A public employee’s right to privacy was analyzed in some detail by the Pennsylvania Supreme Court in a decision entered October 18, 2016. Pa. State Educ. Ass’n v. Commonwealth. See 41 IER Cases 1310 (Pa. 2016). The Court considered the history of that state’s Right to Know Law (RTKL) as well as federal and state constitutional protections. The court’s deep dig into the privacy issues extends back to 1890 and a regularly cited law review article, Samuel D. Warren and Louis D. Brandeis, The Right to Privacy, 4 Harv. L. Rev. 193 (1890). There, Warren and Brandeis stated that all citizens have the “right to immunity of the person,” the “right to be let alone,” and the “right to one’s personality.” Sometimes referred to as the “right of informational privacy,” the Pennsylvania Supreme Court applied such a right to the home addresses of public school employees. Although the Court struggled with the argument that the RTKL changed the analysis, a majority of the Court determined that the constitutional right to privacy must be considered in any balancing of claims for public records disclosure under the RTKL. As to employee’s home addresses, the Court found no basis to overcome the constitutionally protected privacy interest.
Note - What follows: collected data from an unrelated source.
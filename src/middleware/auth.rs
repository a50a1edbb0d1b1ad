// SPDX-License-Identifier: MIT

//! Token authentication middleware (the authorization gate).
//!
//! A candidate token is taken from the `token` header, the `token` query
//! parameter, or a `token` field in a JSON request body, first match wins.
//! Verification is stateless; every request re-verifies from scratch.
//!
//! All rejections look the same to the caller. Which verification step
//! failed is internal information and goes to the logs only.

use crate::services::token::TokenError;
use crate::AppState;
use axum::{
    body::Body,
    extract::{Request, State},
    http::StatusCode,
    middleware::Next,
    response::Response,
};
use serde::Deserialize;
use std::sync::Arc;

/// Name of the header, query parameter and body field carrying the token.
pub const TOKEN_FIELD: &str = "token";

/// Largest request body the gate will buffer while looking for a token.
const MAX_BODY_BYTES: usize = 1 << 20;

/// Authenticated principal extracted from a verified token.
#[derive(Debug, Clone)]
pub struct AuthUser {
    /// Subject id from the inner credential
    pub sub: String,
    /// Raw inner credential text, for handlers that need the full claims
    pub id_token: String,
}

/// JSON body shape checked as the last token location.
#[derive(Deserialize)]
struct TokenBody {
    #[serde(default)]
    token: String,
}

/// Middleware that requires a valid two-layer token.
pub async fn require_auth(
    State(state): State<Arc<AppState>>,
    request: Request,
    next: Next,
) -> Result<Response, StatusCode> {
    let (token, request) = extract_token(request).await;

    let Some(token) = token else {
        // Anonymous, not malformed: nothing was presented at all.
        tracing::debug!(error = %TokenError::NoToken, "Rejecting unauthenticated request");
        return Err(StatusCode::UNAUTHORIZED);
    };

    let verified = state.tokens.verify(&token).map_err(|e| {
        tracing::warn!(error = %e, "Token verification failed");
        StatusCode::UNAUTHORIZED
    })?;

    let mut request = request;
    request.extensions_mut().insert(AuthUser {
        sub: verified.sub,
        id_token: verified.inner_token,
    });

    Ok(next.run(request).await)
}

/// Pull a candidate token out of the request. The body is only buffered
/// when header and query carry nothing, and the request is rebuilt so the
/// handler still sees it.
async fn extract_token(request: Request) -> (Option<String>, Request) {
    if let Some(token) = request
        .headers()
        .get(TOKEN_FIELD)
        .and_then(|v| v.to_str().ok())
        .filter(|v| !v.is_empty())
    {
        return (Some(token.to_string()), request);
    }

    if let Some(token) = request.uri().query().and_then(token_from_query) {
        return (Some(token), request);
    }

    let (parts, body) = request.into_parts();
    let bytes = match axum::body::to_bytes(body, MAX_BODY_BYTES).await {
        Ok(bytes) => bytes,
        Err(_) => {
            return (None, Request::from_parts(parts, Body::empty()));
        }
    };

    let token = serde_json::from_slice::<TokenBody>(&bytes)
        .ok()
        .map(|b| b.token)
        .filter(|t| !t.is_empty());

    (token, Request::from_parts(parts, Body::from(bytes)))
}

fn token_from_query(query: &str) -> Option<String> {
    query.split('&').find_map(|pair| {
        let (key, value) = pair.split_once('=')?;
        if key != TOKEN_FIELD || value.is_empty() {
            return None;
        }
        Some(
            urlencoding::decode(value)
                .map(|v| v.into_owned())
                .unwrap_or_else(|_| value.to_string()),
        )
    })
}

#[cfg(test)]
mod tests {
    use super::*;

    #[test]
    fn test_token_from_query() {
        assert_eq!(
            token_from_query("a=1&token=abc.def.ghi&b=2").as_deref(),
            Some("abc.def.ghi")
        );
        assert_eq!(token_from_query("a=1&b=2"), None);
        assert_eq!(token_from_query("token="), None);
        // Percent-encoded values decode.
        assert_eq!(token_from_query("token=a%2Bb").as_deref(), Some("a+b"));
    }
}
// SPDX-License-Identifier: MIT

//! Identity reconciliation tests over the in-memory store.

mod common;

use authhub::db::{IdentityStore, MemoryStore, StoreSession};
use authhub::error::AppError;
use authhub::models::{
    DetailPatch, IdpProfile, IdpUserInfo, Identity, TokenGrant, TokenPatch, TokenRecord, User,
    UserDetail, UserPatch,
};
use authhub::services::reconcile::{derived_identity_key, ReconcileService};
use std::sync::Arc;

fn email_profile(sub: &str, email: &str) -> IdpProfile {
    IdpProfile {
        sub_uid: sub.to_string(),
        name: "Ada Lovelace".to_string(),
        nick_name: "ada".to_string(),
        user_name: "ada-l".to_string(),
        picture: "https://img.example.com/ada.png".to_string(),
        email: email.to_string(),
        email_verified: true,
        locality: "London".to_string(),
        ..Default::default()
    }
}

fn code_grant(code: &str) -> TokenGrant {
    TokenGrant {
        access_token: "provider-access".to_string(),
        token_type: "Bearer".to_string(),
        expires_in: 7200,
        refresh_token: "provider-refresh".to_string(),
        id_token: "provider-idtoken".to_string(),
        scope: "openid profile".to_string(),
        created_at: 1_700_000_000,
        auth_code: code.to_string(),
    }
}

fn github_identity(id: &str) -> Identity {
    Identity {
        identity_id: id.to_string(),
        openid: format!("openid-{}", id),
        provider: "github".to_string(),
        ext_idp_id: "ext-1".to_string(),
        user_id_in_idp: "9001".to_string(),
        company: "Initech".to_string(),
        city: "Austin".to_string(),
        email: "gh@example.com".to_string(),
        user_info: IdpUserInfo {
            phone: "".to_string(),
            email: "gh@example.com".to_string(),
            name: "gh-display".to_string(),
            user_name: "gh-login".to_string(),
            avatar: "https://img.example.com/gh.png".to_string(),
        },
    }
}

/// Email-only profile, no federated identities: one user, one derived
/// detail row, one token record, non-zero user id.
#[tokio::test]
async fn test_derived_identity_end_to_end() {
    let (_app, state, store) = common::create_test_app();

    let profile = email_profile("abc123", "a@example.com");
    let user_id = state
        .reconciler
        .reconcile("", &profile, &code_grant("code-1"), "session-token")
        .await
        .unwrap();

    assert!(user_id > 0);
    assert_eq!(store.user_count(), 1);
    assert_eq!(store.token_count(), 1);

    let details = store.details_for_user(user_id);
    assert_eq!(details.len(), 1);
    let (expected_key, label) = derived_identity_key(&profile).unwrap();
    assert_eq!(details[0].identity_id, expected_key);
    assert_eq!(details[0].provider, label);
    assert_eq!(label, "Email");
    assert_eq!(details[0].email, "a@example.com");
    // Address-block fields ride along on the detail row.
    assert_eq!(details[0].locality, "London");

    let user = store.find_user_by_id(user_id).await.unwrap().unwrap();
    assert_eq!(user.sub_uid, "abc123");
    assert_eq!(user.access_token, "session-token");
    assert!(!user.expiration_time.is_empty());

    let record = store.find_token_by_user(user_id).await.unwrap().unwrap();
    assert_eq!(record.auth_code, "code-1");
    assert_eq!(record.id_token, "provider-idtoken");
}

/// Reconciling the same (sub, profile) twice leaves exactly one row per
/// table; a third call with only the email changed updates that field and
/// nothing else the login did not supply.
#[tokio::test]
async fn test_reconcile_idempotence_and_sparse_update() {
    let (_app, state, store) = common::create_test_app();

    let profile = email_profile("abc123", "a@example.com");
    let first = state
        .reconciler
        .reconcile("", &profile, &code_grant("code-1"), "tok")
        .await
        .unwrap();
    let second = state
        .reconciler
        .reconcile("", &profile, &code_grant("code-1"), "tok")
        .await
        .unwrap();

    assert_eq!(first, second);
    assert_eq!(store.user_count(), 1);
    assert_eq!(store.detail_count(), 1);
    assert_eq!(store.token_count(), 1);

    let before = store.find_user_by_id(first).await.unwrap().unwrap();

    // Third login: only the email differs.
    let changed = email_profile("abc123", "b@example.com");
    let third = state
        .reconciler
        .reconcile("", &changed, &code_grant("code-1"), "tok")
        .await
        .unwrap();
    assert_eq!(third, first);

    let after = store.find_user_by_id(first).await.unwrap().unwrap();
    assert_eq!(after.email, "b@example.com");
    assert_eq!(after.name, before.name);
    assert_eq!(after.nick_name, before.nick_name);
    assert_eq!(after.user_name, before.user_name);
    assert_eq!(after.picture, before.picture);
    assert_eq!(after.phone_number, before.phone_number);
    assert_eq!(after.create_time, before.create_time);

    // The derived identity key tracks the email, so the new email keys a
    // new detail row; the old row stays.
    assert_eq!(store.detail_count(), 2);
}

/// Federated identities: one detail row per identity, keyed by identity
/// id, and the matching identity mirrors its profile onto the user row.
#[tokio::test]
async fn test_multi_identity_upsert_and_mirror() {
    let (_app, state, store) = common::create_test_app();

    let mut profile = email_profile("sub-multi", "a@example.com");
    profile.identities = vec![
        github_identity("ident-gh"),
        Identity {
            identity_id: "ident-wc".to_string(),
            provider: "wechat".to_string(),
            user_info: IdpUserInfo {
                name: "wc-display".to_string(),
                avatar: "https://img.example.com/wc.png".to_string(),
                ..Default::default()
            },
            ..Default::default()
        },
        // An identity without an id is skipped entirely.
        Identity::default(),
    ];

    let user_id = state
        .reconciler
        .reconcile("ident-gh", &profile, &code_grant("code-2"), "tok")
        .await
        .unwrap();

    let details = store.details_for_user(user_id);
    assert_eq!(details.len(), 2);
    let gh = details.iter().find(|d| d.identity_id == "ident-gh").unwrap();
    assert_eq!(gh.provider, "github");
    assert_eq!(gh.company, "Initech");
    assert_eq!(gh.user_name, "gh-login");

    // The matching identity refreshed the primary display fields.
    let user = store.find_user_by_id(user_id).await.unwrap().unwrap();
    assert_eq!(user.user_name, "gh-login");
    assert_eq!(user.nick_name, "gh-display");
    assert_eq!(user.picture, "https://img.example.com/gh.png");
    assert_eq!(user.email, "gh@example.com");
    // Empty mirror phone must not clobber the stored one.
    assert_eq!(user.phone_number, "");

    // Second login through the same identities: still two rows.
    state
        .reconciler
        .reconcile("ident-gh", &profile, &code_grant(""), "tok")
        .await
        .unwrap();
    assert_eq!(store.details_for_user(user_id).len(), 2);
    assert_eq!(store.user_count(), 1);
}

/// Without a fresh authorization code the token-record update leaves the
/// code and id-token columns untouched.
#[tokio::test]
async fn test_token_record_column_widening() {
    let (_app, state, store) = common::create_test_app();

    let profile = email_profile("sub-token", "a@example.com");
    let user_id = state
        .reconciler
        .reconcile("", &profile, &code_grant("code-first"), "tok")
        .await
        .unwrap();

    // Refresh-style login: new provider tokens, no code.
    let mut refresh = code_grant("");
    refresh.access_token = "provider-access-2".to_string();
    refresh.id_token = "should-not-land".to_string();
    state
        .reconciler
        .reconcile("", &profile, &refresh, "tok")
        .await
        .unwrap();

    let record = store.find_token_by_user(user_id).await.unwrap().unwrap();
    assert_eq!(record.access_token, "provider-access-2");
    assert_eq!(record.auth_code, "code-first");
    assert_eq!(record.id_token, "provider-idtoken");

    // A fresh code widens the update again.
    let mut fresh = code_grant("code-second");
    fresh.id_token = "new-idtoken".to_string();
    state
        .reconciler
        .reconcile("", &profile, &fresh, "tok")
        .await
        .unwrap();

    let record = store.find_token_by_user(user_id).await.unwrap().unwrap();
    assert_eq!(record.auth_code, "code-second");
    assert_eq!(record.id_token, "new-idtoken");
}

/// Two concurrent logins for one subject are serialized per subject:
/// exactly one user row comes out, and both calls resolve to it.
#[tokio::test]
async fn test_concurrent_same_subject_logins() {
    let (_app, state, store) = common::create_test_app();

    let profile = email_profile("sub-race", "race@example.com");
    let grant_c1 = code_grant("c1");
    let grant_c2 = code_grant("c2");
    let (a, b) = tokio::join!(
        state
            .reconciler
            .reconcile("", &profile, &grant_c1, "tok"),
        state
            .reconciler
            .reconcile("", &profile, &grant_c2, "tok"),
    );

    let a = a.unwrap();
    let b = b.unwrap();
    assert_eq!(a, b);
    assert_eq!(store.user_count(), 1);
    assert_eq!(store.token_count(), 1);
}

/// The atomic option changes isolation, not results.
#[tokio::test]
async fn test_atomic_mode_smoke() {
    let mut config = authhub::config::Config::test_default();
    config.reconcile_atomic = true;
    let (_app, state, store) = common::create_test_app_with_config(config);

    let profile = email_profile("sub-atomic", "atomic@example.com");
    let user_id = state
        .reconciler
        .reconcile("", &profile, &code_grant("code"), "tok")
        .await
        .unwrap();

    assert!(user_id > 0);
    assert_eq!(store.user_count(), 1);
    assert_eq!(store.detail_count(), 1);
    assert_eq!(store.token_count(), 1);
}

// ─── Detail-failure leniency ─────────────────────────────────────────────

/// Store wrapper whose sessions fail every detail write.
struct FailingDetailStore {
    inner: MemoryStore,
}

#[async_trait::async_trait]
impl IdentityStore for FailingDetailStore {
    async fn session(&self, atomic: bool) -> Result<Box<dyn StoreSession>, AppError> {
        Ok(Box::new(FailingDetailSession {
            inner: self.inner.session(atomic).await?,
        }))
    }

    async fn find_user_by_sub(&self, sub_uid: &str) -> Result<Option<User>, AppError> {
        self.inner.find_user_by_sub(sub_uid).await
    }

    async fn find_user_by_id(&self, user_id: i64) -> Result<Option<User>, AppError> {
        self.inner.find_user_by_id(user_id).await
    }

    async fn find_detail_by_identity(
        &self,
        identity_id: &str,
    ) -> Result<Option<UserDetail>, AppError> {
        self.inner.find_detail_by_identity(identity_id).await
    }

    async fn first_detail_for_user(&self, user_id: i64) -> Result<Option<UserDetail>, AppError> {
        self.inner.first_detail_for_user(user_id).await
    }

    async fn find_token_by_user(&self, user_id: i64) -> Result<Option<TokenRecord>, AppError> {
        self.inner.find_token_by_user(user_id).await
    }

    async fn find_token_by_auth_code(
        &self,
        auth_code: &str,
    ) -> Result<Option<TokenRecord>, AppError> {
        self.inner.find_token_by_auth_code(auth_code).await
    }

    async fn find_token_by_access_token(
        &self,
        access_token: &str,
    ) -> Result<Option<TokenRecord>, AppError> {
        self.inner.find_token_by_access_token(access_token).await
    }
}

struct FailingDetailSession {
    inner: Box<dyn StoreSession>,
}

#[async_trait::async_trait]
impl StoreSession for FailingDetailSession {
    async fn find_user_by_sub(&mut self, sub_uid: &str) -> Result<Option<User>, AppError> {
        self.inner.find_user_by_sub(sub_uid).await
    }

    async fn insert_user(&mut self, user: &User) -> Result<i64, AppError> {
        self.inner.insert_user(user).await
    }

    async fn update_user(&mut self, user_id: i64, patch: &UserPatch) -> Result<(), AppError> {
        self.inner.update_user(user_id, patch).await
    }

    async fn find_detail_by_identity(
        &mut self,
        identity_id: &str,
    ) -> Result<Option<UserDetail>, AppError> {
        self.inner.find_detail_by_identity(identity_id).await
    }

    async fn insert_detail(&mut self, _detail: &UserDetail) -> Result<i64, AppError> {
        Err(AppError::Database("injected detail failure".to_string()))
    }

    async fn update_detail(
        &mut self,
        _user_detail_id: i64,
        _patch: &DetailPatch,
    ) -> Result<(), AppError> {
        Err(AppError::Database("injected detail failure".to_string()))
    }

    async fn find_token_by_user(&mut self, user_id: i64) -> Result<Option<TokenRecord>, AppError> {
        self.inner.find_token_by_user(user_id).await
    }

    async fn insert_token(&mut self, record: &TokenRecord) -> Result<i64, AppError> {
        self.inner.insert_token(record).await
    }

    async fn update_token(&mut self, id: i64, patch: &TokenPatch) -> Result<(), AppError> {
        self.inner.update_token(id, patch).await
    }

    async fn commit(self: Box<Self>) -> Result<(), AppError> {
        self.inner.commit().await
    }
}

/// A detail write failure is logged, not fatal: the login still succeeds
/// and the token record is still written. User-insert failures, by
/// contrast, abort the login.
#[tokio::test]
async fn test_detail_failure_is_not_fatal() {
    let mem = MemoryStore::new();
    let store = Arc::new(FailingDetailStore { inner: mem.clone() });
    let reconciler = ReconcileService::new(store, 30, false);

    let profile = email_profile("sub-lenient", "lenient@example.com");
    let user_id = reconciler
        .reconcile("", &profile, &code_grant("code"), "tok")
        .await
        .unwrap();

    assert!(user_id > 0);
    assert_eq!(mem.user_count(), 1);
    assert_eq!(mem.detail_count(), 0);
    assert_eq!(mem.token_count(), 1);
}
A concurring opinion was critical of the Court’s application of the rules of statutory construction. The concurring opinion would hold that the matter was controlled by the constitutional right to privacy and that the RTKL had no application. In discussing United States Supreme Court authority, the concurrence stated that “it may well be true that home addresses are publicly available through easily accessible sources. . . . However, ‘[a]n individual’s interest in controlling the dissemination of information regarding personal matters does not dissolve simply because that information may be available to the public in some form.’” Citing Dep’t of Justice v. Reporters Comm. for Freedom of Press, 489 U.S. 749 (1989), and Dep’t of Defense v. Federal Labor Relations Auth., 510 U.S. 487 (1994).
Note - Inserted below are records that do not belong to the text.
//! Normalized identity-provider shapes.
//!
//! These are wire/transient types: the provider adapters produce them from
//! raw IdP JSON and the reconciler consumes them. Nothing here is persisted
//! as-is.

use serde::Deserialize;

/// Per-provider normalized profile carried by a federated identity.
#[derive(Debug, Clone, Default, PartialEq, Eq)]
pub struct IdpUserInfo {
    pub phone: String,
    pub email: String,
    pub name: String,
    pub user_name: String,
    pub avatar: String,
}

/// One federated identity reported by the IdP for a user.
#[derive(Debug, Clone, Default)]
pub struct Identity {
    pub openid: String,
    pub identity_id: String,
    pub provider: String,
    pub ext_idp_id: String,
    pub user_id_in_idp: String,
    pub company: String,
    pub city: String,
    pub email: String,
    pub user_info: IdpUserInfo,
}

/// Normalized login profile assembled from IdP data.
///
/// Missing fields are empty strings throughout; the reconciler decides what
/// an empty value means per field.
#[derive(Debug, Clone, Default)]
pub struct IdpProfile {
    /// IdP subject identifier
    pub sub_uid: String,
    pub name: String,
    pub user_name: String,
    pub nick_name: String,
    pub picture: String,
    pub phone_number: String,
    pub phone_number_verified: bool,
    pub email: String,
    pub email_verified: bool,
    pub given_name: String,
    pub family_name: String,
    pub middle_name: String,
    pub preferred_username: String,
    pub profile_url: String,
    pub website: String,
    pub gender: String,
    pub birthdate: String,
    pub zoneinfo: String,
    pub locale: String,
    pub formatted: String,
    pub street_address: String,
    pub locality: String,
    pub region: String,
    pub postal_code: String,
    pub country: String,
    pub updated_at: String,
    pub blocked: bool,
    pub is_deleted: bool,
    /// Federated identities, in IdP order
    pub identities: Vec<Identity>,
}

/// Token-endpoint response from the IdP, plus the authorization code that
/// produced it (empty on refresh-style logins with no fresh code).
#[derive(Debug, Clone, Default, Deserialize)]
pub struct TokenGrant {
    #[serde(default)]
    pub access_token: String,
    #[serde(default)]
    pub token_type: String,
    #[serde(default)]
    pub expires_in: i64,
    #[serde(default)]
    pub refresh_token: String,
    #[serde(default)]
    pub id_token: String,
    #[serde(default)]
    pub scope: String,
    #[serde(default)]
    pub created_at: i64,
    #[serde(skip)]
    pub auth_code: String,
}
In 1987, the Washington Legislature amended the state’s Public Records Act (PRA) to define an invasion of privacy:
A person’s “right to privacy,” “right of privacy,” “privacy,” or “personal privacy,” as these terms are used in this chapter, is invaded or violated only if disclosure of information about the person: (1) Would be highly offensive to a reasonable person, and (2) is not of legitimate concern to the public. The provisions of [the PRA] dealing with the right to privacy in certain public records do not create any right of privacy beyond those rights that are specified in this chapter as express exemptions from the public’s right to inspect, examine, or copy public records.
RCW 42.56.050. Personal residential addresses of public employees (and their dependents) are considered private and not subject to disclosure under RCW 42.56.250(3). See Public Records Act for Washington Cities, Counties, and Special Purpose Districts (MRSC, 2016), available at http://mrsc.org/Home/Publications.aspx.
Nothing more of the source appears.